Primo effetto Oxi: chi vuole Grexit e chi no

07 luglio 2015, intelligo
Primo effetto Oxi: chi vuole Grexit e chi no
Grexit sì o no? Il mantra è questo ma l’Eurozona è spaccata tra favorevoli e contrari. Primo “effetto Oxi”. Che si tratti sempre di più di una corsa contro il tempo, è l’unica certezza di giornata nell’altalena tra falchi e colombe europee.

JUNKER VS MERKEL. Il presidente della Commissione europea Juncker è lapidario: evitare Grexit fino in fondo. Non la pensano così a Berlino dove la Merkel fa i conti con l’intransigente e ‘falchissimo’ Schauble e per la verità la Germania non è sola nel fronte del no. Per la Slovacchia col ministro delle Finanze Peter Kazimir “è assolutamente impossibile un taglio del debito nominale, è la nostra linea rossa”. 

Il vice di Juncker con delega all’euro, Valdis Dombrovskis prima di entrare all’Eurogruppo sibila che una “Grexit non può essere esclusa se non viene ricostruita la fiducia e senza un piano di riforme credibile”. L’uscita della Grecia dall’euro “non è il nostro obiettivo e lavoriamo per un accordo”, ma il Paese ha di fronte “sfide immense e immediate. Serve una chiara e credibile strategia per ritornare alla stabilità finanziaria e alla crescita. Molto dipenderà da cosa presenterà il governo greco, abbiamo bisogno di ricostruire la fiducia fra le nostredemocrazie”.

LA MOSSA DI TSIPRAS. Secondo indiscrezioni, il premier greco, forte dell’esito referendario, avrebbe intenzione di riaprire i negoziati mettendo subito sul piatto una richiesta di 7 miliardi per far fronte all’emergenza; insomma una sorta di prestito-ponte. Certo è che davanti all’Eurogruppo Tsipras dovrà essere in grado di convincere Ue, Bce e Fmi a riprendere i negoziati per un nuovo piano di aiuti. 

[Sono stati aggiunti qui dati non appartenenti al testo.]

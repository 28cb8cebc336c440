//! Terminal capability detection and utilities

use std::io::{self, IsTerminal};

use owo_colors::{OwoColorize, colors::css};

/// ANSI sequence that clears the screen and homes the cursor.
pub const CLEAR_SCREEN: &str = "\x1B[2J\x1B[1;1H";

/// Widest rule drawn between listed items.
const MAX_RULE_WIDTH: usize = 28;

/// Detects whether colored output should be enabled
pub fn supports_color() -> bool {
    supports_color::on(supports_color::Stream::Stdout).is_some()
}

/// Detects whether stdout is attached to a terminal
pub fn stdout_is_terminal() -> bool {
    io::stdout().is_terminal()
}

/// Detects terminal width, returning None if not available
pub fn terminal_width() -> Option<u16> {
    terminal_size::terminal_size().map(|(w, _)| w.0)
}

/// A horizontal rule that fits the terminal
pub fn rule() -> String {
    let width = terminal_width().map_or(MAX_RULE_WIDTH, usize::from);
    "-".repeat(width.min(MAX_RULE_WIDTH))
}

/// Extension trait for colorizing output
pub trait Colorize {
    /// Color as success (green)
    fn success(&self) -> String;
    /// Color as warning (amber)
    fn warning(&self) -> String;
    /// Color as info (blue)
    fn info(&self) -> String;
    /// Dim the text
    fn dim(&self) -> String;
}

impl Colorize for str {
    fn success(&self) -> String {
        if supports_color() {
            self.fg::<css::Green>().to_string()
        } else {
            self.to_string()
        }
    }

    fn warning(&self) -> String {
        if supports_color() {
            self.fg::<css::Orange>().to_string()
        } else {
            self.to_string()
        }
    }

    fn info(&self) -> String {
        if supports_color() {
            self.fg::<css::LightBlue>().to_string()
        } else {
            self.to_string()
        }
    }

    fn dim(&self) -> String {
        if supports_color() {
            self.dimmed().to_string()
        } else {
            self.to_string()
        }
    }
}

impl Colorize for String {
    fn success(&self) -> String {
        self.as_str().success()
    }

    fn warning(&self) -> String {
        self.as_str().warning()
    }

    fn info(&self) -> String {
        self.as_str().info()
    }

    fn dim(&self) -> String {
        self.as_str().dim()
    }
}
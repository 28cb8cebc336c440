//! A file-backed store of items
//!
//! The [`Store`] keeps every item in memory, in insertion order, and replaces
//! the whole file after each change.

use std::{
    fs::File,
    io::{self, BufReader, BufWriter, Write},
    path::{Path, PathBuf},
    slice,
};

use tempfile::NamedTempFile;
use tracing::{debug, instrument, warn};

use crate::{
    domain::Item,
    storage::record::{LoadError, read_records, write_records},
};

/// An ordered collection of items saved to a text file.
#[derive(Debug, Clone, PartialEq, Eq)]
pub struct Store {
    /// The file items are persisted to.
    path: PathBuf,
    items: Vec<Item>,
}

impl Store {
    /// Loads the store from the file at the given path.
    ///
    /// A missing file is not an error; it yields an empty store which is
    /// created on disk by the first change.
    ///
    /// # Errors
    ///
    /// Returns an error if the file exists but cannot be read, or if it
    /// contains an incomplete record.
    #[instrument(skip_all, fields(path = %path.as_ref().display()))]
    pub fn load(path: impl AsRef<Path>) -> Result<Self, LoadError> {
        let path = path.as_ref().to_path_buf();

        let items = match File::open(&path) {
            Ok(file) => read_records(BufReader::new(file))?,
            Err(e) if e.kind() == io::ErrorKind::NotFound => {
                debug!("no item file found, starting empty");
                Vec::new()
            }
            Err(e) => return Err(e.into()),
        };

        debug!(count = items.len(), "loaded items");
        Ok(Self { path, items })
    }

    /// The path of the file backing this store.
    #[must_use]
    pub fn path(&self) -> &Path {
        &self.path
    }

    /// The number of items in the store.
    #[must_use]
    pub fn len(&self) -> usize {
        self.items.len()
    }

    /// Whether the store holds no items.
    #[must_use]
    pub fn is_empty(&self) -> bool {
        self.items.is_empty()
    }

    /// Appends an item and persists the store.
    ///
    /// Duplicate names are accepted.
    ///
    /// # Errors
    ///
    /// Returns an error if the file cannot be written. The item is not kept in
    /// that case.
    #[instrument(skip_all, fields(name = item.name()))]
    pub fn add(&mut self, item: Item) -> Result<&Item, SaveError> {
        let index = self.items.len();
        self.items.push(item);

        if let Err(e) = self.flush() {
            self.items.truncate(index);
            return Err(e);
        }

        Ok(&self.items[index])
    }

    /// Removes the first item with exactly the given name and persists the
    /// store.
    ///
    /// Returns the removed item, or `None` if no item has that name. Nothing
    /// is written when no item matches.
    ///
    /// # Errors
    ///
    /// Returns an error if the file cannot be written. The item is put back in
    /// its original position in that case.
    #[instrument(skip(self))]
    pub fn delete(&mut self, name: &str) -> Result<Option<Item>, SaveError> {
        let Some(index) = self.position(name) else {
            debug!("no matching item");
            return Ok(None);
        };

        let item = self.items.remove(index);

        if let Err(e) = self.flush() {
            self.items.insert(index, item);
            return Err(e);
        }

        Ok(Some(item))
    }

    /// Lists every item in insertion order.
    #[must_use]
    pub fn list(&self) -> Listing<'_> {
        if self.items.is_empty() {
            Listing::Empty
        } else {
            Listing::Items(self.items.iter())
        }
    }

    /// Finds the first item with exactly the given name.
    #[must_use]
    pub fn search(&self, name: &str) -> Option<&Item> {
        self.items.iter().find(|item| item.name() == name)
    }

    fn position(&self, name: &str) -> Option<usize> {
        self.items.iter().position(|item| item.name() == name)
    }

    /// Rewrites the backing file with the current items.
    fn flush(&self) -> Result<(), SaveError> {
        let count = self.items.len();
        match replace_file(&self.path, |writer| write_records(writer, &self.items)) {
            Ok(()) => {
                debug!(count, "saved items");
                Ok(())
            }
            Err(source) => {
                warn!(error = %source, "failed to save items");
                Err(SaveError {
                    path: self.path.clone(),
                    source,
                })
            }
        }
    }
}

/// Replaces the file at `path` with whatever `write` produces.
///
/// The content goes to a temporary file in the same directory, which is then
/// renamed over `path`. A failed write leaves the previous file untouched.
fn replace_file<F>(path: &Path, write: F) -> io::Result<()>
where
    F: FnOnce(&mut BufWriter<&mut File>) -> io::Result<()>,
{
    let dir = match path.parent() {
        Some(parent) if !parent.as_os_str().is_empty() => parent,
        _ => Path::new("."),
    };
    std::fs::create_dir_all(dir)?;

    let mut file = NamedTempFile::new_in(dir)?;
    let mut writer = BufWriter::new(file.as_file_mut());
    write(&mut writer)?;
    writer.flush()?;
    drop(writer);

    file.persist(path).map_err(|e| e.error)?;
    Ok(())
}

/// The result of listing a store.
///
/// Iterating a listing yields items lazily, in insertion order.
#[derive(Debug, Clone)]
pub enum Listing<'a> {
    /// The store holds no items.
    Empty,
    /// The store holds at least one item.
    Items(slice::Iter<'a, Item>),
}

impl<'a> Iterator for Listing<'a> {
    type Item = &'a Item;

    fn next(&mut self) -> Option<Self::Item> {
        match self {
            Self::Empty => None,
            Self::Items(items) => items.next(),
        }
    }
}

/// Error returned when the store cannot be written to disk.
#[derive(Debug, thiserror::Error)]
#[error("failed to save items to {}", .path.display())]
pub struct SaveError {
    path: PathBuf,
    #[source]
    source: io::Error,
}

impl SaveError {
    /// The file that could not be written.
    #[must_use]
    pub fn path(&self) -> &Path {
        &self.path
    }
}
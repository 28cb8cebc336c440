/// Line-oriented text encoding of items.
pub mod record;
/// The file-backed item store.
pub mod store;

pub use record::LoadError;
pub use store::{Listing, SaveError, Store};
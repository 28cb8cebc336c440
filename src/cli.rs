use std::{
    io,
    path::{Path, PathBuf},
};

mod menu;
mod session;
mod terminal;

use anyhow::Context;
use clap::ArgAction;
use rebirth::{Config, Store};
use session::Session;
use tracing::instrument;

#[derive(Debug, clap::Parser)]
#[command(version, about)]
pub struct Cli {
    /// Verbosity (-v, -vv, -vvv)
    #[arg(short, long, action = ArgAction::Count)]
    verbose: u8,

    /// Path to a TOML configuration file
    #[arg(short, long)]
    config: Option<PathBuf>,

    /// The file items are stored in [default: items.txt]
    #[arg(short, long)]
    store: Option<PathBuf>,

    /// Don't clear the screen before drawing the menu
    #[arg(long)]
    no_clear: bool,
}

impl Cli {
    pub fn run(self) -> anyhow::Result<()> {
        Self::setup_logging(self.verbose);

        let config = self.resolve_config()?;
        let store = load_store(config.store())?;
        let clear = clears_screen(&config, terminal::stdout_is_terminal());

        let stdin = io::stdin();
        let stdout = io::stdout();
        Session::new(store, stdin.lock(), stdout.lock())
            .clear_screen(clear)
            .run()
            .context("Console I/O failed")?;

        Ok(())
    }

    /// Merges command-line flags over the configuration file, if any.
    #[instrument(skip(self))]
    fn resolve_config(&self) -> anyhow::Result<Config> {
        let mut config = match &self.config {
            Some(path) => load_config(path)?,
            None => Config::default(),
        };

        if let Some(store) = &self.store {
            config.set_store(store.clone());
        }
        if self.no_clear {
            config.clear_screen = false;
        }

        tracing::debug!(?config, "resolved configuration");
        Ok(config)
    }

    fn setup_logging(verbosity: u8) {
        use tracing_subscriber::{EnvFilter, layer::SubscriberExt, util::SubscriberInitExt};

        let level = match verbosity {
            0 => tracing::Level::WARN,
            1 => tracing::Level::INFO,
            2 => tracing::Level::DEBUG,
            _ => tracing::Level::TRACE,
        };

        // The filter comes from the flag alone; no environment variables are read.
        let filter = EnvFilter::default().add_directive(level.into());

        let fmt_layer = tracing_subscriber::fmt::layer()
            .with_writer(io::stderr)
            .with_target(false)
            .with_thread_names(false)
            .with_line_number(false);

        tracing_subscriber::registry()
            .with(filter)
            .with(fmt_layer)
            .init();
    }
}

fn load_config(path: &Path) -> anyhow::Result<Config> {
    Config::load(path)
        .with_context(|| format!("Failed to load config from {}", path.display()))
}

fn load_store(path: &Path) -> anyhow::Result<Store> {
    Store::load(path)
        .with_context(|| format!("Failed to load items from {}", path.display()))
}

/// Escape sequences are only written to a terminal, never to a pipe or file.
const fn clears_screen(config: &Config, is_terminal: bool) -> bool {
    config.clear_screen && is_terminal
}
use std::path::{Path, PathBuf};

use serde::{Deserialize, Serialize};

/// Configuration for the item registry.
///
/// Every setting has a default, so an absent or empty configuration file is
/// equivalent to no configuration at all.
#[derive(Debug, Clone, PartialEq, Eq, Serialize, Deserialize)]
#[serde(from = "Versions", into = "Versions")]
pub struct Config {
    /// The file items are persisted to.
    ///
    /// Relative paths are resolved against the current working directory.
    store: PathBuf,

    /// Whether the console is cleared before the menu is drawn.
    pub clear_screen: bool,
}

impl Default for Config {
    fn default() -> Self {
        Self {
            store: default_store(),
            clear_screen: true,
        }
    }
}

impl Config {
    /// Loads the configuration from a TOML file at the given path.
    ///
    /// # Errors
    ///
    /// Returns an error if the file cannot be read or if the TOML content is
    /// invalid.
    pub fn load(path: &Path) -> Result<Self, ConfigError> {
        let content = std::fs::read_to_string(path).map_err(ConfigError::Read)?;
        Ok(toml::from_str(&content)?)
    }

    /// Saves the configuration to a TOML file at the given path.
    ///
    /// # Errors
    ///
    /// Returns an error if the configuration cannot be serialized to TOML or if
    /// the file cannot be written.
    pub fn save(&self, path: &Path) -> Result<(), ConfigError> {
        let content = toml::to_string_pretty(self)?;
        std::fs::write(path, content).map_err(ConfigError::Write)
    }

    /// Returns the path of the item file.
    #[must_use]
    pub fn store(&self) -> &Path {
        &self.store
    }

    /// Sets the path of the item file.
    pub fn set_store(&mut self, path: PathBuf) {
        self.store = path;
    }
}

fn default_store() -> PathBuf {
    PathBuf::from("items.txt")
}

const fn default_clear_screen() -> bool {
    true
}

/// Errors that can occur when loading or saving the configuration.
#[derive(Debug, thiserror::Error)]
pub enum ConfigError {
    /// The configuration file could not be read.
    #[error("failed to read config file: {0}")]
    Read(#[source] std::io::Error),
    /// The configuration file could not be written.
    #[error("failed to write config file: {0}")]
    Write(#[source] std::io::Error),
    /// The configuration file is not valid TOML for this version.
    #[error("failed to parse config file: {0}")]
    Parse(#[from] toml::de::Error),
    /// The configuration could not be serialized.
    #[error("failed to serialize config: {0}")]
    Serialize(#[from] toml::ser::Error),
}

/// The serialized versions of the configuration.
/// This allows for future changes to the configuration format and to the domain
/// type without breaking compatibility.
#[derive(Debug, Serialize, Deserialize)]
#[serde(tag = "_version")]
enum Versions {
    #[serde(rename = "1")]
    V1 {
        #[serde(default = "default_store")]
        store: PathBuf,

        #[serde(default = "default_clear_screen")]
        clear_screen: bool,
    },
}

impl From<Versions> for Config {
    fn from(versions: Versions) -> Self {
        match versions {
            Versions::V1 {
                store,
                clear_screen,
            } => Self {
                store,
                clear_screen,
            },
        }
    }
}

impl From<Config> for Versions {
    fn from(config: Config) -> Self {
        Self::V1 {
            store: config.store,
            clear_screen: config.clear_screen,
        }
    }
}
//! Main menu entries and choice parsing

/// An entry in the main menu.
#[derive(Debug, Clone, Copy, PartialEq, Eq)]
pub enum Choice {
    Add = 1,
    Delete = 2,
    List = 3,
    Search = 4,
    Exit = 5,
}

impl Choice {
    /// Every entry, in menu order.
    pub const ALL: [Self; 5] = [
        Self::Add,
        Self::Delete,
        Self::List,
        Self::Search,
        Self::Exit,
    ];

    /// The number the user types to select this entry.
    pub const fn number(self) -> i64 {
        self as i64
    }

    pub const fn label(self) -> &'static str {
        match self {
            Self::Add => "Add item",
            Self::Delete => "Delete item",
            Self::List => "List items",
            Self::Search => "Search items",
            Self::Exit => "Exit",
        }
    }

    pub fn from_number(number: i64) -> Option<Self> {
        Self::ALL.into_iter().find(|c| c.number() == number)
    }
}

/// What the user typed at the menu prompt.
#[derive(Debug, Clone, Copy, PartialEq, Eq)]
pub enum MenuInput {
    Choice(Choice),
    /// A number with no menu entry.
    Unknown(i64),
    NotANumber,
}

/// Parses a line typed at the menu prompt.
///
/// Surrounding whitespace is ignored; anything else that is not an integer is
/// rejected.
pub fn parse_choice(input: &str) -> MenuInput {
    let Ok(number) = input.trim().parse::<i64>() else {
        return MenuInput::NotANumber;
    };
    let Some(choice) = Choice::from_number(number) else {
        return MenuInput::Unknown(number);
    };
    MenuInput::Choice(choice)
}
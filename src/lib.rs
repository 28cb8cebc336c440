//! Plain-text Item Registry
//!
//! Lost-and-found items are recorded in a single text file and kept in
//! insertion order.

pub mod domain;
pub use domain::{Config, ConfigError, Field, FieldError, Item};

/// Text persistence for items.
pub mod storage;
pub use storage::{Listing, LoadError, SaveError, Store};
//! Sleep deadline computation.
//!
//! The controller aims to start the next simulation so that its present lands
//! one minimum interval after the last observed `PresentEnd`. The expected
//! simulation-to-present latency is subtracted from that target. When frame
//! generation presented a generated frame in the last interval, the real frame
//! was held back behind it, so the deadline moves later by the compensation.

use super::driver::SleepMode;

/// Settings latched at the start of each `sleep()`.
#[derive(Debug, Clone, Copy, PartialEq, Eq, Default)]
pub struct PacingSettings {
    pub enabled: bool,
    pub boost: bool,
    pub min_interval_us: u32,
}

impl PacingSettings {
    pub fn sleep_mode(&self) -> SleepMode {
        SleepMode {
            enabled: self.enabled,
            boost: self.enabled && self.boost,
            min_interval_us: if self.enabled { self.min_interval_us } else { 0 },
        }
    }
}

/// Inputs observed since the previous sleep.
#[derive(Debug, Clone, Copy, Default)]
pub struct PacingInputs {
    pub now_us: u64,
    pub last_present_end_us: Option<u64>,
    /// Smoothed simulation start to present end
    pub avg_latency_us: u64,
    /// Frame generation hold-back, 0 when no generated frame was presented
    pub compensation_us: u64,
}

#[derive(Debug)]
pub struct PacingController {
    active: PacingSettings,
    pending: Option<PacingSettings>,
    max_sleep_us: u64,
}

impl PacingController {
    pub fn new(max_sleep_us: u64) -> Self {
        Self {
            active: PacingSettings::default(),
            pending: None,
            max_sleep_us,
        }
    }

    pub fn settings(&self) -> PacingSettings {
        self.active
    }

    /// Settings the next `sleep()` will use.
    pub fn upcoming(&self) -> PacingSettings {
        self.pending.unwrap_or(self.active)
    }

    pub fn enable(&mut self, boost: bool, min_interval_us: u32) {
        self.pending = Some(PacingSettings {
            enabled: true,
            boost,
            min_interval_us,
        });
    }

    pub fn disable(&mut self) {
        self.pending = Some(PacingSettings::default());
    }

    /// Apply pending settings. Returns the new mode when it changed.
    pub fn latch(&mut self) -> Option<SleepMode> {
        let next = self.pending.take()?;
        let changed = next != self.active;
        self.active = next;
        changed.then(|| next.sleep_mode())
    }

    /// When the waiter should be released, never earlier than `now_us` and
    /// never more than the sleep cap after it.
    pub fn deadline(&self, inputs: PacingInputs) -> u64 {
        let now = inputs.now_us;
        if !self.active.enabled {
            return now;
        }
        let Some(last_present) = inputs.last_present_end_us else {
            return now;
        };

        let target = (last_present + u64::from(self.active.min_interval_us))
            .saturating_sub(inputs.avg_latency_us)
            + inputs.compensation_us;

        target.clamp(now, now.saturating_add(self.max_sleep_us))
    }
}
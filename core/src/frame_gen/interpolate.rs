//! Temporal interpolation.
//!
//! The interpolator turns a motion field into a per-block [`WarpPlan`]: where
//! to sample the previous and current frames and how to weight the two
//! samples. The plan is dispatched to the device's [`FrameCompositor`], which
//! writes the generated image into an engine-owned target. Confidence is
//! derived from the plan, so it is known before any GPU work is issued.
//!
//! - Performance: one forward warp, linear blend.
//! - Balanced: forward and backward warps, occlusion-aware weights.
//! - Quality: balanced plus iterative neighbour fill of the remaining holes.

use std::sync::Arc;

use glam::Vec2;
use nvvk_shared::{FrameGenMode, FrameId, ImageHandle, NvvkError, NvvkResult};

use super::frame::Frame;
use super::motion::{MotionBlock, MotionField};
use crate::clock::Clock;
use crate::config::InterpolationConfig;
use crate::error::DeviceError;

/// Warp/blend compute pass on the device.
pub trait FrameCompositor: Send + Sync {
    /// Write the frame described by `plan` into `target`.
    fn compose(
        &self,
        plan: &WarpPlan,
        prev: ImageHandle,
        curr: ImageHandle,
        target: ImageHandle,
    ) -> Result<(), DeviceError>;
}

// ============================================================================
// Warp plan
// ============================================================================

#[derive(Debug, Clone, Copy, PartialEq, Eq)]
pub enum BlockSource {
    /// Sampled along its own motion vectors
    Warped,
    /// Borrowed motion from valid neighbours
    Filled,
    /// No usable motion; plain cross-fade at the block position
    Fallback,
}

/// How one output block is produced.
#[derive(Debug, Clone, Copy, PartialEq)]
pub struct BlockWarp {
    /// Sample position in the previous frame, in pixels
    pub prev_sample: Vec2,
    /// Sample position in the current frame, in pixels
    pub curr_sample: Vec2,
    pub prev_weight: f32,
    pub curr_weight: f32,
    pub source: BlockSource,
    /// Estimator confidence backing this block, in [0, 1]
    pub score: f32,
}

impl BlockWarp {
    fn fallback(center: Vec2, t: f32) -> Self {
        Self {
            prev_sample: center,
            curr_sample: center,
            prev_weight: 1.0 - t,
            curr_weight: t,
            source: BlockSource::Fallback,
            score: 0.0,
        }
    }
}

/// Per-block instructions for the compositor, row-major.
#[derive(Debug, Clone, PartialEq)]
pub struct WarpPlan {
    pub mode: FrameGenMode,
    pub t: f32,
    pub block_size: u32,
    pub cols: u32,
    pub rows: u32,
    pub blocks: Vec<BlockWarp>,
}

impl WarpPlan {
    pub fn count(&self, source: BlockSource) -> usize {
        self.blocks.iter().filter(|b| b.source == source).count()
    }
}

// ============================================================================
// Generated frame
// ============================================================================

/// A synthesized frame.
#[derive(Debug, Clone, Copy, PartialEq)]
pub struct GeneratedFrame {
    /// Engine-owned output target
    pub image: ImageHandle,
    /// In [0, 1]
    pub confidence: f32,
    pub generation_time_us: u64,
    pub frame_id: FrameId,
    /// False when confidence is under the floor; the image is then not written
    pub should_present: bool,
    pub mode: FrameGenMode,
    /// Presentation time, interpolated between the bounding real frames
    pub timestamp_us: u64,
    pub over_budget: bool,
}

// ============================================================================
// Interpolator
// ============================================================================

pub struct Interpolator {
    config: InterpolationConfig,
    clock: Arc<dyn Clock>,
}

impl Interpolator {
    pub fn new(config: InterpolationConfig, clock: Arc<dyn Clock>) -> Self {
        Self { config, clock }
    }

    pub fn config(&self) -> &InterpolationConfig {
        &self.config
    }

    pub fn budget_us(&self, mode: FrameGenMode) -> u64 {
        self.config.budget_us(mode)
    }

    /// Generate the frame at temporal position `t` between `prev` and `curr`.
    #[allow(clippy::too_many_arguments)]
    pub fn generate(
        &self,
        prev: &Frame,
        curr: &Frame,
        field: &MotionField,
        mode: FrameGenMode,
        t: f32,
        target: ImageHandle,
        frame_id: FrameId,
        compositor: &dyn FrameCompositor,
    ) -> NvvkResult<GeneratedFrame> {
        let start_us = self.clock.now_us();

        let plan = self.plan(field, mode, t)?;
        let confidence = self.confidence(&plan);
        let should_present = confidence >= self.config.confidence_floor;

        if should_present {
            compositor.compose(&plan, prev.image, curr.image, target)?;
        }

        let generation_time_us = self.clock.now_us().saturating_sub(start_us);
        let span = curr.timestamp_us.saturating_sub(prev.timestamp_us);

        Ok(GeneratedFrame {
            image: target,
            confidence,
            generation_time_us,
            frame_id,
            should_present,
            mode,
            timestamp_us: prev.timestamp_us + (span as f64 * f64::from(t)) as u64,
            over_budget: generation_time_us > self.budget_us(mode),
        })
    }

    /// Build the warp plan for `field`.
    pub fn plan(&self, field: &MotionField, mode: FrameGenMode, t: f32) -> NvvkResult<WarpPlan> {
        if !mode.is_active() {
            return Err(NvvkError::invalid_usage("cannot interpolate with mode off"));
        }
        if !(t > 0.0 && t < 1.0) {
            return Err(NvvkError::invalid_usage(format!(
                "temporal position {t} is outside (0, 1)"
            )));
        }

        let (cols, rows) = field.grid();
        let mut blocks = Vec::new();
        blocks
            .try_reserve_exact(field.len())
            .map_err(|_| NvvkError::OutOfMemory("warp plan".into()))?;

        for row in 0..rows {
            for col in 0..cols {
                let warp = match mode {
                    FrameGenMode::Performance => self.forward_warp(field, col, row, t),
                    _ => self.bidirectional_warp(field, col, row, t),
                };
                blocks.push(warp);
            }
        }

        if mode == FrameGenMode::Quality {
            self.fill_holes(field, &mut blocks);
        }

        Ok(WarpPlan {
            mode,
            t,
            block_size: field.block_size(),
            cols,
            rows,
            blocks,
        })
    }

    /// Valid fraction times mean mask confidence, with partial credit for
    /// filled blocks. Always in [0, 1].
    pub fn confidence(&self, plan: &WarpPlan) -> f32 {
        if plan.blocks.is_empty() {
            return 0.0;
        }

        let credit = self.config.filled_block_credit;
        let total: f32 = plan
            .blocks
            .iter()
            .map(|b| match b.source {
                BlockSource::Warped => b.score,
                BlockSource::Filled => credit * b.score,
                BlockSource::Fallback => 0.0,
            })
            .sum();

        let confidence = total / plan.blocks.len() as f32;
        if confidence.is_finite() {
            confidence.clamp(0.0, 1.0)
        } else {
            0.0
        }
    }

    fn usable(&self, block: &MotionBlock) -> bool {
        !block.occluded && block.confidence >= self.config.occlusion_confidence_floor
    }

    fn forward_warp(&self, field: &MotionField, col: u32, row: u32, t: f32) -> BlockWarp {
        let center = field.block_center(col, row);
        let block = field.block(col, row);
        let prev_sample = center - block.vector * t;
        let curr_sample = center + block.vector * (1.0 - t);

        if !self.usable(block) || !field.in_bounds(prev_sample) || !field.in_bounds(curr_sample) {
            return BlockWarp::fallback(center, t);
        }

        BlockWarp {
            prev_sample,
            curr_sample,
            prev_weight: 1.0 - t,
            curr_weight: t,
            source: BlockSource::Warped,
            score: block.confidence.clamp(0.0, 1.0),
        }
    }

    fn bidirectional_warp(&self, field: &MotionField, col: u32, row: u32, t: f32) -> BlockWarp {
        let center = field.block_center(col, row);

        let forward = field.block(col, row);
        let prev_sample = center - forward.vector * t;
        let prev_conf = if self.usable(forward) && field.in_bounds(prev_sample) {
            forward.confidence.clamp(0.0, 1.0)
        } else {
            0.0
        };

        let curr_sample = center - field.backward(col, row) * (1.0 - t);
        let curr_conf = match field.block_at(curr_sample) {
            Some((c, r)) if self.usable(field.block(c, r)) => {
                field.block(c, r).confidence.clamp(0.0, 1.0)
            }
            _ => 0.0,
        };

        let w_prev = (1.0 - t) * prev_conf;
        let w_curr = t * curr_conf;
        let sum = w_prev + w_curr;
        if sum <= f32::EPSILON {
            return BlockWarp::fallback(center, t);
        }

        BlockWarp {
            prev_sample,
            curr_sample,
            prev_weight: w_prev / sum,
            curr_weight: w_curr / sum,
            source: BlockSource::Warped,
            score: (w_prev * prev_conf + w_curr * curr_conf) / sum,
        }
    }

    /// Fill fallback blocks from their valid 8-neighbours, weighted by the
    /// neighbours' confidence. Each pass reads the previous pass's result.
    fn fill_holes(&self, field: &MotionField, blocks: &mut [BlockWarp]) {
        let (cols, rows) = field.grid();
        let max = Vec2::new(field.width() as f32 - 0.5, field.height() as f32 - 0.5);

        for _ in 0..self.config.hole_fill_passes {
            let snapshot = blocks.to_vec();
            let mut filled_any = false;

            for row in 0..rows {
                for col in 0..cols {
                    let i = (row * cols + col) as usize;
                    if snapshot[i].source != BlockSource::Fallback {
                        continue;
                    }

                    let mut prev_offset = Vec2::ZERO;
                    let mut curr_offset = Vec2::ZERO;
                    let mut prev_weight = 0.0;
                    let mut curr_weight = 0.0;
                    let mut score = 0.0;
                    let mut total = 0.0;

                    for (nc, nr) in neighbours(col, row, cols, rows) {
                        let n = &snapshot[(nr * cols + nc) as usize];
                        if n.source == BlockSource::Fallback {
                            continue;
                        }
                        let w = n.score.max(f32::EPSILON);
                        let n_center = field.block_center(nc, nr);
                        prev_offset += (n.prev_sample - n_center) * w;
                        curr_offset += (n.curr_sample - n_center) * w;
                        prev_weight += n.prev_weight * w;
                        curr_weight += n.curr_weight * w;
                        score += n.score * w;
                        total += w;
                    }

                    if total <= 0.0 {
                        continue;
                    }

                    let center = field.block_center(col, row);
                    blocks[i] = BlockWarp {
                        prev_sample: (center + prev_offset / total).clamp(Vec2::ZERO, max),
                        curr_sample: (center + curr_offset / total).clamp(Vec2::ZERO, max),
                        prev_weight: prev_weight / total,
                        curr_weight: curr_weight / total,
                        source: BlockSource::Filled,
                        score: (score / total).clamp(0.0, 1.0),
                    };
                    filled_any = true;
                }
            }

            if !filled_any {
                break;
            }
        }
    }
}

fn neighbours(col: u32, row: u32, cols: u32, rows: u32) -> impl Iterator<Item = (u32, u32)> {
    let (col, row) = (col as i64, row as i64);
    (-1i64..=1)
        .flat_map(move |dr| (-1i64..=1).map(move |dc| (col + dc, row + dr)))
        .filter(move |&(c, r)| {
            (c, r) != (col, row) && c >= 0 && r >= 0 && c < cols as i64 && r < rows as i64
        })
        .map(|(c, r)| (c as u32, r as u32))
}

Lo spartiacque per la Grecia è la rinegoziazione del debito, ma a Bruxelles sono in molti a ritenerla un’opzione insostenibile anche perché, come va ripetendo Shauble, “un taglio del debito cade sotto il divieto di salvataggio”. In altre parole, i trattati Ue lo vietano. E anche sull’ipotesi di un prestito-ponte il muro dei Paesi del Nord è compattissimo; basta leggere le parole del ministro finlandese delle Alexander Stubb: “Non abbiamo intenzione di tagliare il debito della Grecia. Lo abbiamo già fatto in passato. Ora la porta è aperta per un accordo, ma l'aiuto dipende da alcune condizioni”. Stubb ha anche escluso che all'Eurogruppo di oggi venga discussa la richiesta di un prestito ponte per la Grecia. “Non guardiamo a un prestito in questo momento, prima dobbiamo vedere la volontà politica di arrivare a un accordo”.

Se Tsipras è pronto a giocarsi il tutto per tutto, a Bruxelles c’è già chi punta su Grexit.